July 20, 2017

McCain’s brain cancer: the facts about glioblastoma

McCain’s brain cancer: the facts about glioblastoma


US Senator John McCain has been diagnosed with an aggressive form of brain cancer, glioblastoma, which also killed the late senator Ted Kennedy and Beau Biden, the son of former vice president Joe Biden.


Glioblastomas are the most common and deadliest type of brain tumor. They are part of a group of tumors referred to as gliomas.

About 12,400 new cases are expected this year, according to the American Brain Tumor Association.

“Because these tumors come from normal brain cells, it is easy for them to invade and live within normal brain tissue,” it says on its website.

The tumor takes hold in star-shaped cells known as astrocytes, which make up the “glue-like,” or supportive tissue of the brain.

These cells multiply fast and are fed by a large network of blood vessels.

– Symptoms, causes –

It is unknown what causes these tumors, which may arise in the brain or spinal cord.

Their quick pace of growth can create increased pressure in the brain, and lead to symptoms like headache, nausea, vomiting, and drowsiness.

Other symptoms may include weakness on one side of the body, problems with memory, difficulties with speech and visual changes.

– Prognosis –

The cancer tends to strike most often in people over 60, although Beau Biden was diagnosed in his 40s. He died in 2015 at the age of 46.

Ted Kennedy died in 2009 at age 77, 15 months after he was diagnosed.

The median life expectancy in adults diagnosed with glioblastoma is 14.6 months.

About 30 percent of patients live for two years.

Only about four percent live for five years or longer.

The outlook tends to be poorer for elderly people, who have a median survival rate of nine to 12 months.

– Treatment –

Treatment typically includes surgery to remove as much of the tumor as possible, followed by radiation and chemotherapy.

Around 95 percent of patients opt for surgery.

But surgery is complicated because the tumors have finger-like tentacles, and may reach into crucial parts of the brain associated with memory and language.

If doctors determine the tumor is inoperable, they may administer radiation and/or chemotherapy to slow its growth.

Drugs include temozolomide, a type of chemotherapy approved by the US Food and Drug Administration in 2005 for treatment of adult patients with newly-diagnosed glioblastoma.

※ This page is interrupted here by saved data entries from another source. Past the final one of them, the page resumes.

//! ClashXW tray entry point.

#![cfg_attr(windows, windows_subsystem = "windows")]

mod actions;
mod config;
mod config_files;
#[cfg(windows)]
mod desktop;
#[cfg(any(not(windows), test))]
mod preview;
#[cfg(windows)]
mod window;

use std::sync::Arc;
use std::time::Duration;

use clashxw_controller::Client;
use clashxw_tray::TrayConfig;
use tracing_subscriber::EnvFilter;

use crate::actions::Context;
use crate::config::Settings;

fn main() -> anyhow::Result<()> {
    // Initialize structured logging.
    tracing_subscriber::fmt()
        .with_env_filter(
            EnvFilter::try_from_default_env().unwrap_or_else(|_| EnvFilter::new("info")),
        )
        .init();

    tracing::info!(version = env!("CARGO_PKG_VERSION"), "starting ClashXW");

    let settings = Settings::load()?;
    tracing::info!(
        controller = %settings.controller_url,
        config_dir = %settings.config_dir.display(),
        "settings loaded"
    );

    let client = Client::new(&settings.controller_url, settings.secret.as_deref())?;
    let tray_config = TrayConfig {
        menu_start_id: settings.menu_start_id,
        ..TrayConfig::default()
    };

    let rt = tokio::runtime::Runtime::new()?;
    run(&rt, client, settings, tray_config)?;
    rt.shutdown_timeout(Duration::from_secs(2));

    tracing::info!("ClashXW shut down cleanly");
    Ok(())
}

#[cfg(windows)]
fn run(
    rt: &tokio::runtime::Runtime,
    client: Client,
    settings: Settings,
    tray: TrayConfig,
) -> anyhow::Result<()> {
    let notices = Arc::new(desktop::Notices::default());
    let shell = Arc::new(desktop::WindowsDesktop::new(Arc::clone(&notices)));
    let ctx = Arc::new(Context::new(client, shell, settings, config::settings_path()));
    window::run(rt.handle().clone(), ctx, tray, notices)
}

#[cfg(not(windows))]
fn run(
    rt: &tokio::runtime::Runtime,
    client: Client,
    settings: Settings,
    tray: TrayConfig,
) -> anyhow::Result<()> {
    let shell = Arc::new(preview::HeadlessDesktop);
    let ctx = Arc::new(Context::new(client, shell, settings, config::settings_path()));
    rt.block_on(preview::run(ctx, tray))
}
use std::collections::HashMap;

use serde::{Deserialize, Serialize};

/// Host the engine's local listeners bind to.
pub const LOOPBACK: &str = "127.0.0.1";

/// Engine configuration as reported by `GET /configs`.
#[derive(Debug, Clone, Default, PartialEq, Serialize, Deserialize)]
#[serde(rename_all = "kebab-case")]
pub struct ClashConfig {
    #[serde(default, skip_serializing_if = "Option::is_none")]
    pub mode: Option<String>,
    #[serde(default, skip_serializing_if = "Option::is_none")]
    pub port: Option<u16>,
    #[serde(default, skip_serializing_if = "Option::is_none")]
    pub socks_port: Option<u16>,
    #[serde(default, skip_serializing_if = "Option::is_none")]
    pub mixed_port: Option<u16>,
    #[serde(default, skip_serializing_if = "Option::is_none")]
    pub tun: Option<TunConfig>,
}

/// The `tun` section of the engine configuration.
#[derive(Debug, Clone, Default, PartialEq, Eq, Serialize, Deserialize)]
pub struct TunConfig {
    #[serde(default)]
    pub enable: bool,
}

impl ClashConfig {
    /// Address the OS proxy setting must hold for the engine to be the
    /// system proxy.
    ///
    /// A mixed port wins over a SOCKS port; with neither configured the
    /// engine cannot act as system proxy and `None` is returned.
    pub fn proxy_address(&self) -> Option<String> {
        match (self.mixed_port, self.socks_port) {
            (Some(mixed), _) if mixed > 0 => Some(format!("{LOOPBACK}:{mixed}")),
            (_, Some(socks)) if socks > 0 => Some(format!("socks={LOOPBACK}:{socks}")),
            _ => None,
        }
    }

    /// Whether TUN mode is on. Absent section means off.
    pub fn tun_enabled(&self) -> bool {
        self.tun.as_ref().is_some_and(|t| t.enable)
    }
}

/// Response body of `GET /proxies`.
#[derive(Debug, Clone, Default, PartialEq, Serialize, Deserialize)]
pub struct ProxiesResponse {
    #[serde(default)]
    pub proxies: HashMap<String, ProxyNode>,
}

/// A proxy or proxy group.
#[derive(Debug, Clone, Default, PartialEq, Serialize, Deserialize)]
pub struct ProxyNode {
    #[serde(default)]
    pub name: String,
    /// Kind reported by the engine: `Selector`, `URLTest`, `Shadowsocks`, ...
    #[serde(rename = "type", default)]
    pub kind: String,
    /// Currently active member (groups only).
    #[serde(default, skip_serializing_if = "Option::is_none")]
    pub now: Option<String>,
    /// Ordered member names (groups only).
    #[serde(default, skip_serializing_if = "Option::is_none")]
    pub all: Option<Vec<String>>,
    /// Past latency measurements, most recent last.
    #[serde(default, skip_serializing_if = "Option::is_none")]
    pub history: Option<Vec<DelayRecord>>,
}

impl ProxyNode {
    /// Whether the group's active member is picked by the user.
    pub fn is_selector(&self) -> bool {
        self.kind.eq_ignore_ascii_case("selector")
    }

    /// Most recent recorded latency in milliseconds.
    pub fn latest_delay(&self) -> Option<u32> {
        self.history.as_ref()?.last().map(|r| r.delay)
    }

    /// Active member name, or an empty string.
    pub fn active(&self) -> &str {
        self.now.as_deref().unwrap_or_default()
    }

    /// Member names in engine order; empty for leaf proxies.
    pub fn members(&self) -> &[String] {
        self.all.as_deref().unwrap_or_default()
    }
}

/// One latency measurement. A delay of `0` means the probe timed out.
#[derive(Debug, Clone, Default, PartialEq, Eq, Serialize, Deserialize)]
pub struct DelayRecord {
    #[serde(default)]
    pub time: String,
    #[serde(default)]
    pub delay: u32,
}

impl ProxiesResponse {
    /// Looks up a proxy or group by name.
    pub fn get(&self, name: &str) -> Option<&ProxyNode> {
        self.proxies.get(name)
    }

    /// Latest latency of the named proxy, if it has any history.
    pub fn delay_of(&self, name: &str) -> Option<u32> {
        self.get(name).and_then(ProxyNode::latest_delay)
    }
}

Another is Avastin (bevacizumab), a targeted chemotherapy which was FDA-approved in 2009 for treatment of patients with recurrent glioblastoma and prior treatment. Avastin is also used against other forms of cancer, including colon, lung, cervical and kidney tumors.

“After radiation treatment is completed, the patient receives full chemotherapy for up to a year along with MRI scans every two to three months,” said John Abrahams, chief of neurosurgery at Northern Westchester Hospital.

Clinical trials into other types of therapy are ongoing.

Experimental approaches include immunotherapy, gene and viral therapy, cancer stem cell therapy, and targeted therapy, according to the National Brain Tumor Society.